Siempre me detengo y me hago con algunos, sirviendo así a una doble buena
causa, la de la ONG y la de rescatar al esos libros de cajas de mercado en el
que se nos ofrecen, pobres estantes de un mundo que solo valora lo mismo en
casi todas partes.
Estos días nos han hablado de las bibliotecas de pacientes en los hospitales, en especial de la del hospital improvisado de IFEMA, en Madrid. Es una buena historia y un gran símbolo de resistencia psíquica ante la adversidad. Puede que no venzamos a la muerte con la lectura, pero vencemos al tedio, recuperamos las ganas de vivir siguiendo el hilo de las historias, de las ideas, con esos estímulos que tanta falta nos hacen. Los libros, nos dicen, son desinfectados, quedan en cuarentena y vuelven; algunos no regresan porque son regalados a los enfermos. Es la vida misma. Todos estamos enfermos, pero no lo sabemos. Todos necesitamos lecturas, pero tampoco lo sabemos.

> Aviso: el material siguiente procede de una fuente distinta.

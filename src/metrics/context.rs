//! 指标上下文模型
//!
//! 一个上下文包含若干指标族以及上下文级别的静态标签。上下文从 MessagePack
//! 解码得到，除追加静态标签外不再修改。

use rmpv::Value;
use serde::Deserialize;

/// 指标类型
#[derive(Debug, Clone, Copy, PartialEq, Eq, Default)]
pub enum MetricKind {
    Counter,
    Gauge,
    #[default]
    Untyped,
}

impl MetricKind {
    pub fn as_str(&self) -> &'static str {
        match self {
            MetricKind::Counter => "counter",
            MetricKind::Gauge => "gauge",
            MetricKind::Untyped => "untyped",
        }
    }

    fn parse(s: &str) -> Option<Self> {
        match s {
            "counter" => Some(MetricKind::Counter),
            "gauge" => Some(MetricKind::Gauge),
            "untyped" => Some(MetricKind::Untyped),
            _ => None,
        }
    }
}

/// 单个采样点
#[derive(Debug, Clone, PartialEq)]
pub struct MetricSample {
    /// 标签值，与所属指标族的标签键一一对应
    pub label_values: Vec<String>,
    pub value: f64,
    /// 纳秒时间戳
    pub timestamp: u64,
}

/// 指标族
#[derive(Debug, Clone, PartialEq)]
pub struct MetricFamily {
    pub name: String,
    pub help: String,
    pub kind: MetricKind,
    pub label_keys: Vec<String>,
    pub samples: Vec<MetricSample>,
}

impl MetricFamily {
    pub fn new<S: Into<String>>(name: S, kind: MetricKind) -> Self {
        Self {
            name: name.into(),
            help: String::new(),
            kind,
            label_keys: Vec::new(),
            samples: Vec::new(),
        }
    }

    pub fn with_help<S: Into<String>>(mut self, help: S) -> Self {
        self.help = help.into();
        self
    }

    pub fn with_label_keys(mut self, keys: &[&str]) -> Self {
        self.label_keys = keys.iter().map(|k| k.to_string()).collect();
        self
    }

    pub fn with_sample(mut self, label_values: &[&str], value: f64, timestamp: u64) -> Self {
        self.samples.push(MetricSample {
            label_values: label_values.iter().map(|v| v.to_string()).collect(),
            value,
            timestamp,
        });
        self
    }
}

/// 已解码的指标上下文
#[derive(Debug, Clone, PartialEq, Default)]
pub struct MetricsContext {
    /// 静态标签，作用于上下文中的所有指标族
    pub static_labels: Vec<(String, String)>,
    pub families: Vec<MetricFamily>,
}

#[derive(Deserialize, Default)]
struct RawMeta {
    #[serde(default)]
    labels: Vec<(String, String)>,
}

#[derive(Deserialize)]
struct RawSample {
    #[serde(default)]
    labels: Vec<String>,
    value: f64,
    #[serde(default)]
    timestamp: u64,
}

#[derive(Deserialize)]
struct RawFamily {
    name: String,
    #[serde(default)]
    help: String,
    #[serde(rename = "type", default)]
    kind: Option<String>,
    #[serde(default)]
    labels: Vec<String>,
    #[serde(default)]
    samples: Vec<RawSample>,
}

#[derive(Deserialize)]
struct RawContext {
    #[serde(default)]
    meta: RawMeta,
    #[serde(default)]
    metrics: Vec<RawFamily>,
}

impl MetricsContext {
    pub fn new() -> Self {
        Self::default()
    }

    /// 从解码后的 MessagePack 值构造
    pub fn from_value(value: Value) -> Result<Self, String> {
        if !value.is_map() {
            return Err(format!(
                "expected metrics context map, found {}",
                crate::core::decoder::type_name(&value)
            ));
        }
        let raw: RawContext = rmpv::ext::from_value(value).map_err(|e| e.to_string())?;

        let families = raw
            .metrics
            .into_iter()
            .map(|family| -> Result<MetricFamily, String> {
                let kind = match family.kind.as_deref() {
                    None => MetricKind::Untyped,
                    Some(s) => MetricKind::parse(s)
                        .ok_or_else(|| format!("unknown metric type '{}' for {}", s, family.name))?,
                };
                Ok(MetricFamily {
                    name: family.name,
                    help: family.help,
                    kind,
                    label_keys: family.labels,
                    samples: family
                        .samples
                        .into_iter()
                        .map(|s| MetricSample {
                            label_values: s.labels,
                            value: s.value,
                            timestamp: s.timestamp,
                        })
                        .collect(),
                })
            })
            .collect::<Result<_, String>>()?;

        Ok(Self {
            static_labels: raw.meta.labels,
            families,
        })
    }

    /// 追加一个静态标签
    pub fn add_label<K: Into<String>, V: Into<String>>(&mut self, key: K, value: V) {
        self.static_labels.push((key.into(), value.into()));
    }

    pub fn with_family(mut self, family: MetricFamily) -> Self {
        self.families.push(family);
        self
    }

    /// 采样点总数
    pub fn sample_count(&self) -> usize {
        self.families.iter().map(|f| f.samples.len()).sum()
    }

    /// 转换为线上格式的 MessagePack 值
    pub fn to_value(&self) -> Value {
        let strings = |items: &[String]| {
            Value::Array(items.iter().map(|s| Value::from(s.as_str())).collect())
        };

        let meta = Value::Map(vec![(
            Value::from("labels"),
            Value::Array(
                self.static_labels
                    .iter()
                    .map(|(k, v)| Value::Array(vec![Value::from(k.as_str()), Value::from(v.as_str())]))
                    .collect(),
            ),
        )]);

        let metrics = self
            .families
            .iter()
            .map(|family| {
                let samples = family
                    .samples
                    .iter()
                    .map(|s| {
                        Value::Map(vec![
                            (Value::from("labels"), strings(&s.label_values)),
                            (Value::from("value"), Value::F64(s.value)),
                            (Value::from("timestamp"), Value::from(s.timestamp)),
                        ])
                    })
                    .collect();
                Value::Map(vec![
                    (Value::from("name"), Value::from(family.name.as_str())),
                    (Value::from("help"), Value::from(family.help.as_str())),
                    (Value::from("type"), Value::from(family.kind.as_str())),
                    (Value::from("labels"), strings(&family.label_keys)),
                    (Value::from("samples"), Value::Array(samples)),
                ])
            })
            .collect();

        Value::Map(vec![
            (Value::from("meta"), meta),
            (Value::from("metrics"), Value::Array(metrics)),
        ])
    }

    /// 编码为 MessagePack 字节
    pub fn to_msgpack(&self) -> Vec<u8> {
        let mut buf = Vec::new();
        // Vec<u8> 写入不会失败
        let _ = rmpv::encode::write_value(&mut buf, &self.to_value());
        buf
    }
}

Sí, echo de menos los estantes variados, vitalistas, donde se producían aquellos encuentros entre la curiosidad y la sorpresa. Quizá todo pueda ser visto como un negocio, pero hay muchas formas de vivirlos y de enfocarlos. Hacer un día para que la gente vaya a comprar no deja de ser una derrota. Deberíamos vivir el año entre libros y el Día Mundial celebrarlo leyendo. Un día al año no es mucho, ni como negocio ni como cultura. Pero así son estos tiempos de celebrar aquello que perdemos.
Rodeado de libros nunca estás solo. Hasta puede que te encuentres a ti mismo. Muchos no pueden resistir estar confinados. Que busquen un libro.